(Collected data entries)
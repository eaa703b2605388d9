use std::collections::BTreeMap;
use std::sync::Arc;

use serde::{Deserialize, Serialize};

use super::blueprint::{AwardFieldMap, FieldKind, FieldSpec, WizardBlueprint};
use super::domain::{Draft, FieldValue};
use crate::workflows::awards::{assess, AwardCategory, BudgetFigures, EligibilityIssue};

/// Result of validating one step: field name → message.
#[derive(Debug, Clone, PartialEq, Eq, Default, Serialize, Deserialize)]
pub struct StepValidation {
    pub valid: bool,
    pub errors: BTreeMap<String, String>,
}

impl StepValidation {
    pub fn passed() -> Self {
        Self {
            valid: true,
            errors: BTreeMap::new(),
        }
    }

    pub fn from_errors(errors: BTreeMap<String, String>) -> Self {
        Self {
            valid: errors.is_empty(),
            errors,
        }
    }

    /// Fold another result in, keeping the first message reported per field.
    pub fn absorb(&mut self, other: StepValidation) {
        for (field, message) in other.errors {
            self.errors.entry(field).or_insert(message);
        }
        self.valid = self.errors.is_empty();
    }
}

/// Per-step validator. `fields` is the draft as it would look after the step merges.
pub trait StepValidator: Send + Sync {
    fn validate(&self, step: usize, fields: &Draft) -> StepValidation;
}

/// Presence and shape checks for the fields a step declares.
#[derive(Debug, Clone)]
pub struct FieldRulesValidator {
    fields: Vec<FieldSpec>,
}

impl FieldRulesValidator {
    pub fn new(fields: Vec<FieldSpec>) -> Self {
        Self { fields }
    }
}

impl StepValidator for FieldRulesValidator {
    fn validate(&self, _step: usize, fields: &Draft) -> StepValidation {
        let mut errors = BTreeMap::new();

        for spec in &self.fields {
            let value = fields.get(spec.name).filter(|value| !value.is_blank());
            let message = match value {
                None if spec.required => Some(format!("{} is required", spec.label)),
                None => None,
                Some(value) => check_kind(spec, value),
            };
            if let Some(message) = message {
                errors.insert(spec.name.to_string(), message);
            }
        }

        StepValidation::from_errors(errors)
    }
}

fn check_kind(spec: &FieldSpec, value: &FieldValue) -> Option<String> {
    match spec.kind {
        FieldKind::Text => None,
        FieldKind::Email => {
            let valid = value.as_text().map(str::trim).is_some_and(looks_like_email);
            (!valid).then(|| format!("{} must be a valid email address", spec.label))
        }
        FieldKind::Amount => {
            let valid = value.as_number().is_some_and(|amount| amount >= 0.0);
            (!valid).then(|| format!("{} must be a non-negative amount", spec.label))
        }
        FieldKind::Months => {
            let valid = value
                .as_number()
                .is_some_and(|months| months >= 1.0 && months.fract() == 0.0);
            (!valid).then(|| format!("{} must be a whole number of months", spec.label))
        }
        FieldKind::Acknowledgement => {
            let accepted = value.as_flag() == Some(true);
            (!accepted).then(|| format!("{} must be accepted", spec.label))
        }
    }
}

fn looks_like_email(raw: &str) -> bool {
    match raw.split_once('@') {
        Some((local, domain)) => {
            !local.is_empty()
                && !domain.starts_with('.')
                && domain.contains('.')
                && !domain.ends_with('.')
                && !raw.contains(char::is_whitespace)
        }
        None => false,
    }
}

/// Award-category cross-field checks, limited to the fields a step owns.
#[derive(Debug, Clone)]
pub struct AwardRulesValidator {
    map: AwardFieldMap,
    scope: Vec<&'static str>,
}

impl AwardRulesValidator {
    pub fn new(map: AwardFieldMap, scope: Vec<&'static str>) -> Self {
        Self { map, scope }
    }

    fn owns(&self, field: &str) -> bool {
        self.scope.iter().any(|name| *name == field)
    }
}

impl StepValidator for AwardRulesValidator {
    fn validate(&self, _step: usize, fields: &Draft) -> StepValidation {
        let mut errors = BTreeMap::new();

        let raw_category = fields
            .get(self.map.category)
            .filter(|value| !value.is_blank());
        let category = raw_category
            .and_then(FieldValue::as_text)
            .and_then(AwardCategory::parse);

        if raw_category.is_some() && category.is_none() && self.owns(self.map.category) {
            let options: Vec<_> = AwardCategory::ordered()
                .iter()
                .map(|category| category.label())
                .collect();
            errors.insert(
                self.map.category.to_string(),
                format!("Award category must be one of: {}", options.join(", ")),
            );
        }

        let figures = BudgetFigures::new(
            fields.amount(self.map.requested_amount),
            fields.amount(self.map.co_financing_amount),
        );
        let duration = fields
            .get(self.map.duration_months)
            .filter(|value| !value.is_blank())
            .map(|_| fields.amount(self.map.duration_months));

        for issue in assess(category, &figures, duration) {
            let field = match issue {
                EligibilityIssue::FundingOutOfRange { .. } => self.map.requested_amount,
                EligibilityIssue::CoFinancingOutOfRange { .. } => self.map.co_financing_amount,
                EligibilityIssue::DurationTooLong { .. } => self.map.duration_months,
            };
            if self.owns(field) {
                errors
                    .entry(field.to_string())
                    .or_insert_with(|| issue.summary());
            }
        }

        StepValidation::from_errors(errors)
    }
}

/// Explicit step index → validators mapping, resolved once per blueprint.
#[derive(Clone, Default)]
pub struct ValidatorRegistry {
    validators: BTreeMap<usize, Vec<Arc<dyn StepValidator>>>,
}

impl ValidatorRegistry {
    pub fn empty() -> Self {
        Self::default()
    }

    /// Field rules for every step plus award rules where the step declares them.
    pub fn for_blueprint(blueprint: &WizardBlueprint) -> Self {
        let mut registry = Self::empty();
        for step in blueprint.steps() {
            registry = registry.register(
                step.index,
                Arc::new(FieldRulesValidator::new(step.fields.clone())),
            );
            if let Some(map) = step.award_rules {
                let scope = step.fields.iter().map(|field| field.name).collect();
                registry =
                    registry.register(step.index, Arc::new(AwardRulesValidator::new(map, scope)));
            }
        }
        registry
    }

    pub fn register(mut self, step: usize, validator: Arc<dyn StepValidator>) -> Self {
        self.validators.entry(step).or_default().push(validator);
        self
    }

    pub fn validate(&self, step: usize, fields: &Draft) -> StepValidation {
        let mut outcome = StepValidation::passed();
        if let Some(validators) = self.validators.get(&step) {
            for validator in validators {
                outcome.absorb(validator.validate(step, fields));
            }
        }
        outcome
    }
}

impl std::fmt::Debug for ValidatorRegistry {
    fn fmt(&self, f: &mut std::fmt::Formatter<'_>) -> std::fmt::Result {
        let counts: BTreeMap<_, _> = self
            .validators
            .iter()
            .map(|(step, validators)| (*step, validators.len()))
            .collect();
        f.debug_struct("ValidatorRegistry")
            .field("validators", &counts)
            .finish()
    }
}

» **Work to complete**
Which lines above contain the word "owns"? Copy all of them.

» **Task output**
/// Award-category cross-field checks, limited to the fields a step owns.
    fn owns(&self, field: &str) -> bool {
        if raw_category.is_some() && category.is_none() && self.owns(self.map.category) {
            if self.owns(field) {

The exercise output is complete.